What if AI requires so much computation that it becomes unaffordable?
The fear: Training ever more capable models will become too pricey for all but the richest corporations and government agencies. Rising costs will throttle progress as startups, academics, and students — especially in emerging economies — are left out in the cold. Customers will turn away from AI in search of less costly alternatives.
Behind the worries: Training a model to beat the top image classification and object detection benchmarks currently costs millions of dollars. And that cost is rising fast: The processing power required to train state-of-the-art models doubled every 3.4 months between 2012 and 2018, according to a study by OpenAI.
- The high cost of beating the state of the art has prompted some institutions to rethink their approach. OpenAI, founded as a nonprofit lab, has morphed into a for-profit company. Last month, the organization granted Microsoft an exclusive commercial license for its GPT-3 language model.
- A European grocery store chain recently decided against deploying an inventory tracking model due the cost in cloud computing charges, Wired reported.

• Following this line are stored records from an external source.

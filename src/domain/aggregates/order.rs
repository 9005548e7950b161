//! Order Aggregate

use chrono::{DateTime, Utc};
use serde::{Deserialize, Serialize};
use std::fmt;
use std::str::FromStr;
use uuid::Uuid;
use crate::domain::aggregates::DataPackage;
use crate::domain::events::OrderEvent;
use crate::domain::value_objects::{CustomerContact, Money, PackageRef, TrackingCode};

#[derive(Clone, Debug, Serialize)]
pub struct OrderRecord {
    id: Uuid,
    tracking_code: TrackingCode,
    customer_contact: CustomerContact,
    package_ref: PackageRef,
    package_name: String,
    quantity_gb: u32,
    price: Money,
    status: OrderStatus,
    created_at: DateTime<Utc>,
    updated_at: DateTime<Utc>,
    #[serde(skip)]
    events: Vec<OrderEvent>,
}

/// Everything needed to create an order; the package is the catalog item as read at checkout.
#[derive(Clone, Debug)]
pub struct OrderDraft {
    pub tracking_code: TrackingCode,
    pub customer_contact: CustomerContact,
    pub package: DataPackage,
}

#[derive(Clone, Copy, Debug, Default, PartialEq, Eq, Hash, Serialize, Deserialize)]
#[serde(rename_all = "SCREAMING_SNAKE_CASE")]
pub enum OrderStatus { #[default] Pending, Paid, Processing, Fulfilled, Cancelled, Failed }

/// Who is asking for a status change.
#[derive(Clone, Copy, Debug, PartialEq, Eq)]
pub enum Actor { Verification, Admin }

#[derive(Clone, Copy, Debug, PartialEq, Eq)]
pub enum Transition { Applied { from: OrderStatus, to: OrderStatus }, Unchanged }

impl OrderStatus {
    pub const ALL: [OrderStatus; 6] = [Self::Pending, Self::Paid, Self::Processing, Self::Fulfilled, Self::Cancelled, Self::Failed];

    pub fn as_str(self) -> &'static str {
        match self {
            Self::Pending => "PENDING", Self::Paid => "PAID", Self::Processing => "PROCESSING",
            Self::Fulfilled => "FULFILLED", Self::Cancelled => "CANCELLED", Self::Failed => "FAILED",
        }
    }

    pub fn is_terminal(self) -> bool { matches!(self, Self::Fulfilled | Self::Cancelled | Self::Failed) }

    /// The transition table. Same-status requests are handled by the caller.
    pub fn permits(self, to: OrderStatus, actor: Actor) -> bool {
        use OrderStatus::*;
        match (self, to, actor) {
            (Pending, Paid, _) => true,
            (Pending, Cancelled, _) => true,
            (Pending, Failed, Actor::Verification) => true,
            (Paid, Processing, Actor::Admin) => true,
            (Processing, Fulfilled, Actor::Admin) => true,
            (Paid | Processing, Cancelled, Actor::Admin) => true,
            _ => false,
        }
    }
}

impl fmt::Display for OrderStatus {
    fn fmt(&self, f: &mut fmt::Formatter<'_>) -> fmt::Result { f.write_str(self.as_str()) }
}

impl FromStr for OrderStatus {
    type Err = OrderError;
    fn from_str(s: &str) -> Result<Self, Self::Err> {
        Self::ALL.into_iter().find(|st| st.as_str().eq_ignore_ascii_case(s.trim())).ok_or_else(|| OrderError::UnknownStatus(s.to_string()))
    }
}

impl OrderRecord {
    pub fn create(draft: OrderDraft) -> Self {
        let id = Uuid::now_v7();
        let now = Utc::now();
        let OrderDraft { tracking_code, customer_contact, package } = draft;
        let mut order = Self {
            id, tracking_code, customer_contact,
            package_ref: package.id().clone(), package_name: package.name().to_string(),
            quantity_gb: package.quantity_gb(), price: package.price().clone(),
            status: OrderStatus::Pending, created_at: now, updated_at: now, events: vec![],
        };
        let price_minor = order.price.to_minor_units().unwrap_or_default();
        order.raise_event(OrderEvent::Created { order_id: id, tracking_code: order.tracking_code.clone(), price_minor });
        order
    }

    /// Rebuilds a record read back from storage.
    #[allow(clippy::too_many_arguments)]
    pub fn restore(
        id: Uuid, tracking_code: TrackingCode, customer_contact: CustomerContact, package_ref: PackageRef,
        package_name: String, quantity_gb: u32, price: Money, status: OrderStatus,
        created_at: DateTime<Utc>, updated_at: DateTime<Utc>,
    ) -> Self {
        Self { id, tracking_code, customer_contact, package_ref, package_name, quantity_gb, price, status, created_at, updated_at, events: vec![] }
    }

    pub fn id(&self) -> Uuid { self.id }
    pub fn tracking_code(&self) -> &TrackingCode { &self.tracking_code }
    pub fn customer_contact(&self) -> &CustomerContact { &self.customer_contact }
    pub fn package_ref(&self) -> &PackageRef { &self.package_ref }
    pub fn package_name(&self) -> &str { &self.package_name }
    pub fn quantity_gb(&self) -> u32 { self.quantity_gb }
    pub fn price(&self) -> &Money { &self.price }
    pub fn status(&self) -> OrderStatus { self.status }
    pub fn created_at(&self) -> DateTime<Utc> { self.created_at }
    pub fn updated_at(&self) -> DateTime<Utc> { self.updated_at }

    /// Moves the order to `to` if the table allows it for `actor`.
    pub fn transition(&mut self, to: OrderStatus, actor: Actor) -> Result<Transition, OrderError> {
        let from = self.status;
        if from == to { return Ok(Transition::Unchanged); }
        if !from.permits(to, actor) {
            return Err(OrderError::InvalidTransition { tracking_code: self.tracking_code.clone(), from, to });
        }
        self.overwrite_status(to);
        self.raise_event(OrderEvent::StatusChanged { order_id: self.id, tracking_code: self.tracking_code.clone(), from, to });
        Ok(Transition::Applied { from, to })
    }

    /// Storage-level write. Rule enforcement belongs to `transition`.
    pub fn overwrite_status(&mut self, to: OrderStatus) { self.status = to; self.touch(); }

    pub fn take_events(&mut self) -> Vec<OrderEvent> { std::mem::take(&mut self.events) }
    fn raise_event(&mut self, e: OrderEvent) { self.events.push(e); }
    fn touch(&mut self) { self.updated_at = Utc::now(); }
}

#[derive(Debug, Clone, PartialEq, Eq)]
pub enum OrderError {
    InvalidTransition { tracking_code: TrackingCode, from: OrderStatus, to: OrderStatus },
    UnknownStatus(String),
}
impl std::error::Error for OrderError {}
impl fmt::Display for OrderError {
    fn fmt(&self, f: &mut fmt::Formatter<'_>) -> fmt::Result {
        match self {
            Self::InvalidTransition { tracking_code, from, to } => write!(f, "order {tracking_code} cannot move from {from} to {to}"),
            Self::UnknownStatus(s) => write!(f, "unknown order status {s:?}"),
        }
    }
}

- AI’s environmental impact is growing as training consumes increasing quantities of energy. A 2019 paper from the University of Massachusetts concluded that training a large language model produced five times as much carbon dioxide as an average car spews over its entire working life.
How scared should you be: The massive inflation in training costs arises from trying to beat the best models. If you can make do with something less, the price comes way down. The cost to train an image classification model with Top-5 accuracy of 93 percent on Imagenet fell from $2,523 in 2017 to $13 the following year, according to a Stanford report. Pretrained models like Hugging Face’s implementations of popular language models and APIs like the one the OpenAI offers for GPT-3 make access to high-end AI even less expensive.
What to do: Researchers at the Allen Institute for AI and elsewhere argue that we should consider a model’s energy efficiency to be just as important as accuracy. Meanwhile, policymakers and executives who see the value in fostering competition should work to boost research funding and access to compute resources.